The Northam Bridge is a road bridge across the River Itchen in Southampton, England, linking the suburbs of Northam and Bitterne Manor. The current bridge was the first major prestressed concrete road bridge to be built in the United Kingdom. The bridge carries the A3024 road as a dual carriageway, with two lanes on each carriageway.

==History==
Prior to the construction of the Northam Bridge, the southernmost bridge across the River Itchen was at Mansbridge. Mansbridge was the lowest crossing point of the river until the early 18th century, when the Itchen Ferry began operating between Woolston and St Mary's, downriver of Northam.

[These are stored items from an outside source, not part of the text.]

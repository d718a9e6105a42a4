use std::sync::Arc;

use image::RgbaImage;

use crate::assets::store::AssetStore;
use crate::config::RendererConfig;
use crate::foundation::core::{Canvas, ResourceId};
use crate::foundation::error::BlockrayResult;
use crate::model::resolve::ModelResolver;
use crate::model::resolved::{GeometricModel, ResolvedModel};
use crate::render::composite::flatten_layers;
use crate::render::pipeline::{build_thread_pool, trace_image};
use crate::render::post;
use crate::scene::build::Scene;
use crate::texture::cache::TextureCache;

/// A rendering session over one fixed set of asset sources.
///
/// Parsed models, resolved models and texture regions are cached for the lifetime of the
/// renderer; build a new one when the resource packs change.
pub struct ModelRenderer {
    config: RendererConfig,
    render_canvas: Canvas,
    export_canvas: Canvas,
    resolver: ModelResolver,
    pool: rayon::ThreadPool,
}

impl ModelRenderer {
    /// Opens the configured resource packs (plus the bundled defaults when enabled).
    pub fn new(config: RendererConfig) -> BlockrayResult<Self> {
        config.validate()?;
        let store = AssetStore::from_packs(&config.resource_packs, config.use_internal_resources)?;
        Self::with_store(config, store)
    }

    /// Uses a caller-assembled store; `resource_packs` and `use_internal_resources` are
    /// ignored.
    pub fn with_store(config: RendererConfig, store: AssetStore) -> BlockrayResult<Self> {
        config.validate()?;
        let store = Arc::new(store);
        let textures = Arc::new(TextureCache::new(Arc::clone(&store)));
        let resolver = ModelResolver::new(store, textures, config.display_context.clone());
        Ok(Self {
            render_canvas: config.render_canvas()?,
            export_canvas: config.export_canvas()?,
            pool: build_thread_pool(config.threads)?,
            resolver,
            config,
        })
    }

    pub fn config(&self) -> &RendererConfig {
        &self.config
    }

    pub fn resolver(&self) -> &ModelResolver {
        &self.resolver
    }

    /// Renders the model named by `id` (`namespace:path`, namespace optional).
    pub fn render(&self, id: &str) -> BlockrayResult<RgbaImage> {
        self.render_id(&ResourceId::parse(id)?)
    }

    /// Geometric models come back at the export size; layered models at their natural size.
    #[tracing::instrument(skip(self))]
    pub fn render_id(&self, id: &ResourceId) -> BlockrayResult<RgbaImage> {
        match self.resolver.resolve(id)?.as_ref() {
            ResolvedModel::Layered(layered) => Ok(flatten_layers(&layered.layers)),
            ResolvedModel::Geometric(model) => self.render_geometric(model),
        }
    }

    fn render_geometric(&self, model: &GeometricModel) -> BlockrayResult<RgbaImage> {
        let scene = Arc::new(Scene::build(
            model,
            self.render_canvas,
            self.config.camera_distance,
            self.config.fov,
        ));
        tracing::debug!(objects = scene.objects.len(), "scene built");

        let traced = trace_image(&self.pool, scene, self.config.timeout())?;
        Ok(post::finish(
            &traced,
            model.translation,
            self.config.crop_horizontal,
            self.config.crop_vertical,
            self.export_canvas,
        ))
    }
}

The Northam Bridge was the idea of David Lance, who acquired land in Bitterne and built Chessel House there in 1796. Realising that access to his land was poor, he encouraged the building of a bridge linking Bitterne Manor to Northam, together with roads from the bridge to Botley and a further bridge over the River Hamble in Bursledon (and onwards to Portsmouth), with the fork between the Bursledon and Botley roads passing close to Chessel House. The Northam Bridge Company was formed in 1796, funded mainly by Portsmouth businessmen.

The new route between Portsmouth and Southampton would be four miles (6 km) shorter than travelling via Mansbridge, and as a result the proposal to improve transport between the two important port cities was keenly supported by the Admiralty, especially since this was the time of the Napoleonic Wars. Consequently, when the Northam Bridge Company sought an act of Parliament to build a bridge, the Northam Bridge and Approaches Act 1796 (36 Geo. 3. c. 94) was passed quickly.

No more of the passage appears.